Und dann erstaunt es nicht, dass es in den 10 Haltungen des Synodalen Weges ebenso um das Hören geht. Da heißt es: "Höre zu. Höre aufmerksam zu, bevor du sprichst. Versuche, den anderen zu verstehen, bevor du urteilst. Setze alles daran, die Aussage des Anderen zu retten, bevor du sie verwirfst. Halte Widersprüche aus und gib ihnen Zeit." Ein starker Text mit herausforderndem Inhalt. Ich merke immer wieder bei mir, dass ich im Zuhören schon damit beschäftigt bin, nach einer Antwort zu suchen. Aber damit werde ich dem Anliegen meines Gegenübers nicht gerecht. Und dann verstehen wollen. Das bedeutet ja auch, nachzufragen und um Erklärungen zu bitten. Damit ich nicht bei meiner inneren Deutung hängen bleibe, sondern wirklich verstehe.

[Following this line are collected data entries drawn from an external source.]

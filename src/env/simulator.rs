//! Market simulator
//!
//! A gym-like step/reset environment over a historical daily series. One
//! long position at a time, no shorting; buys are sized to 95% of available
//! cash so rounding can never spend more than the capital on hand.

use serde::{Deserialize, Serialize};

use crate::data::MarketData;
use crate::strategy::Action;

/// Fraction of capital deployed on a buy
const BUY_SIZING: f64 = 0.95;

/// Side of an executed trade
#[derive(Debug, Clone, Copy, PartialEq, Eq, Serialize, Deserialize)]
pub enum TradeSide {
    Buy,
    Sell,
}

/// One executed trade in the ledger
#[derive(Debug, Clone, Copy, PartialEq, Serialize, Deserialize)]
pub struct Trade {
    pub side: TradeSide,
    /// Step index at execution time
    pub step: usize,
    /// Execution price
    pub price: f64,
}

/// Result of taking a step in the environment
#[derive(Debug, Clone)]
pub struct StepOutcome {
    /// Observation after the step
    pub observation: Vec<f64>,
    /// Percentage change of portfolio value over this step
    pub reward: f64,
    /// Whether the series is exhausted
    pub done: bool,
}

/// Deterministic single-asset trading environment
///
/// Holds the portfolio state for one trajectory: cash, share count, the
/// append-only trade ledger and the per-step portfolio value series.
pub struct MarketSimulator<'a> {
    data: &'a MarketData,
    initial_capital: f64,
    step_idx: usize,
    capital: f64,
    position: u64,
    portfolio_values: Vec<f64>,
    trades: Vec<Trade>,
}

impl<'a> MarketSimulator<'a> {
    /// Create a simulator over validated market data
    pub fn new(data: &'a MarketData, initial_capital: f64) -> Self {
        let mut sim = Self {
            data,
            initial_capital,
            step_idx: 0,
            capital: initial_capital,
            position: 0,
            portfolio_values: Vec::with_capacity(data.len()),
            trades: Vec::new(),
        };
        sim.reset();
        sim
    }

    /// Restore the starting state and return the first observation
    ///
    /// Callable repeatedly; every episode starts from an identical state.
    pub fn reset(&mut self) -> Vec<f64> {
        self.step_idx = 0;
        self.capital = self.initial_capital;
        self.position = 0;
        self.portfolio_values.clear();
        self.portfolio_values.push(self.initial_capital);
        self.trades.clear();
        self.data.observation(0)
    }

    /// Advance one time step under `action`
    ///
    /// A BUY with an open position or a SELL with none executes nothing;
    /// only the step counter moves.
    pub fn step(&mut self, action: Action) -> StepOutcome {
        let price = self.data.prices[self.step_idx];

        match action {
            Action::Buy if self.position == 0 => {
                let shares = (self.capital * BUY_SIZING / price).floor() as u64;
                if shares > 0 {
                    self.position = shares;
                    self.capital -= shares as f64 * price;
                    self.trades.push(Trade {
                        side: TradeSide::Buy,
                        step: self.step_idx,
                        price,
                    });
                }
            }
            Action::Sell if self.position > 0 => {
                self.capital += self.position as f64 * price;
                self.trades.push(Trade {
                    side: TradeSide::Sell,
                    step: self.step_idx,
                    price,
                });
                self.position = 0;
            }
            _ => {}
        }

        let value = self.capital + self.position as f64 * price;
        let prev_value = *self
            .portfolio_values
            .last()
            .unwrap_or(&self.initial_capital);
        let reward = (value - prev_value) / prev_value * 100.0;
        self.portfolio_values.push(value);

        self.step_idx += 1;
        let last = self.data.len() - 1;
        let done = self.step_idx >= last;
        let observation = self.data.observation(self.step_idx.min(last));

        StepOutcome {
            observation,
            reward,
            done,
        }
    }

    /// Current step index
    pub fn step_index(&self) -> usize {
        self.step_idx
    }

    /// Cash on hand
    pub fn capital(&self) -> f64 {
        self.capital
    }

    /// Shares held
    pub fn position(&self) -> u64 {
        self.position
    }

    /// Portfolio value per recorded step, starting at the initial capital
    pub fn portfolio_values(&self) -> &[f64] {
        &self.portfolio_values
    }

    /// Executed trades in order
    pub fn trades(&self) -> &[Trade] {
        &self.trades
    }
}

Und der dritte Satz scheint mir der schwierigste: "Setze alles daran, die Aussage des Anderen zu retten, bevor du sie verwirfst." Puh, wenn wir das versuchen, immer wieder versuchen, verurteilen wir nicht so schnell, sondern drehen und wenden die Aussage, bis wir uns vorstellen könnten, damit positiv umzugehen, oder aber auch sie zu verwerfen. Meistens bin ich sehr viel schneller damit beschäftigt, Kontra zu geben und abzulehnen. "Halte Widersprüche aus und gib ihnen Zeit" dann das letzte Anliegen dieser klugen Haltung. Widersprüche aushalten ist echt nicht leicht und macht auch nicht unbedingt Spaß. Wir haben lieber Klarheit und Eindeutigkeit. Im Hören auf die unterschiedlichen Meinungen und Positionen kann aber auch ein kluges Handeln erwachsen, dass besser ist als ein schnelles Agieren als Reaktion auf Verschiedenheiten, die wir nicht aushalten können. Hören, Zuhören, verstehen wollen, Aussagen des Gegenübers retten, Widersprüche aushalten ist ein anstrengendes Programm, auch für heute.